「はやぶさ」が持ち帰った微粒子の分析結果を発表
:高エネルギー加速器研究機構/東北大学

 高エネルギー加速器研究機構は8月26日、小惑星探査機「はやぶさ」が小惑星「イトカワ」から持ち帰った微粒子を東北大学の中村智樹准教授らが同機構の大型放射光施設を用いて分析した結果、イトカワ誕生の謎が明らかになったと発表した。
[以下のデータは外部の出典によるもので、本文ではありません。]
//! Time source for the service. The ledger never reads a clock itself;
//! the service stamps every operation with `Clock::now()`.

use std::sync::Mutex;

use chrono::{DateTime, Duration, Utc};

pub trait Clock: Send + Sync {
    fn now(&self) -> DateTime<Utc>;
}

#[derive(Debug, Default, Clone, Copy)]
pub struct SystemClock;

impl Clock for SystemClock {
    fn now(&self) -> DateTime<Utc> {
        Utc::now()
    }
}

/// Clock that only moves when told to. Used by simulations and tests.
#[derive(Debug)]
pub struct ManualClock {
    current: Mutex<DateTime<Utc>>,
}

impl ManualClock {
    pub fn new(start: DateTime<Utc>) -> Self {
        Self {
            current: Mutex::new(start),
        }
    }

    /// Jump to `to`. Earlier times are ignored; the clock never runs backward.
    pub fn set(&self, to: DateTime<Utc>) {
        let mut cur = self.current.lock().unwrap_or_else(|p| p.into_inner());
        if to > *cur {
            *cur = to;
        }
    }

    /// Move forward by `by`. Non-positive steps and jumps past the end of
    /// the representable range leave the clock where it is.
    pub fn advance(&self, by: Duration) {
        let _ = self.try_advance(by);
    }

    /// Like [`advance`](Self::advance), returning the new time, or `None`
    /// when the result would be out of range.
    pub fn try_advance(&self, by: Duration) -> Option<DateTime<Utc>> {
        let mut cur = self.current.lock().unwrap_or_else(|p| p.into_inner());
        if by > Duration::zero() {
            *cur = cur.checked_add_signed(by)?;
        }
        Some(*cur)
    }
}

impl Clock for ManualClock {
    fn now(&self) -> DateTime<Utc> {
        *self.current.lock().unwrap_or_else(|p| p.into_inner())
    }
}

#[cfg(test)]
mod tests {
    use super::*;
    use chrono::TimeZone;

    #[test]
    fn manual_clock_only_moves_forward() {
        let t0 = Utc.with_ymd_and_hms(2026, 4, 9, 12, 0, 0).unwrap();
        let c = ManualClock::new(t0);
        c.advance(Duration::minutes(31));
        assert_eq!(c.now(), t0 + Duration::minutes(31));
        c.set(t0);
        assert_eq!(c.now(), t0 + Duration::minutes(31));
        c.advance(Duration::minutes(-5));
        assert_eq!(c.now(), t0 + Duration::minutes(31));
    }

    #[test]
    fn out_of_range_advance_is_refused() {
        let t0 = Utc.with_ymd_and_hms(2026, 4, 9, 12, 0, 0).unwrap();
        let c = ManualClock::new(t0);
        assert_eq!(c.try_advance(Duration::MAX), None);
        assert_eq!(c.now(), t0);
        assert_eq!(c.try_advance(Duration::seconds(1)), Some(t0 + Duration::seconds(1)));
    }
}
イトカワの元になった母天体は、直径20km程度だったことや、その中心部の温度が800℃以上にまで上昇したこと、その後に他の天体との衝突で飛び散った破片が再結集して今のイトカワの姿になったことなどが分かった。
 調べたのは、イトカワ表面で採取した粒径0.03~0.15mmの微粒子38個。放射光施設を用いたX線回折分析などを行った結果、カンラン石を主成分とし地球の岩石には存在しない隕石特有の鉱物組成を持っていた。このことは、イトカワが太陽系の最も始原的な物質で構成されていることを示しているという。
 また、微粒子の中には、天体内部で800℃もの高温で加熱されたものがあることが分かった。ただ、現在のイトカワは、長さが500m程度で、中心部はこれほど高温にはならない。このことから元となった母天体は、大きさが20km程度あり、その中心部で加熱されたのではないかとしている。イトカワが現在のように小さくなったのは、他の天体と衝突して飛び散った破片が再結集したためとみている。
 今後さらに詳細な分析を続けていくことで、初期太陽系における小惑星など微小天体形成のプロセスや天体表層部の物質の変成過程などの解明が加速すると、中村准教授らは期待している。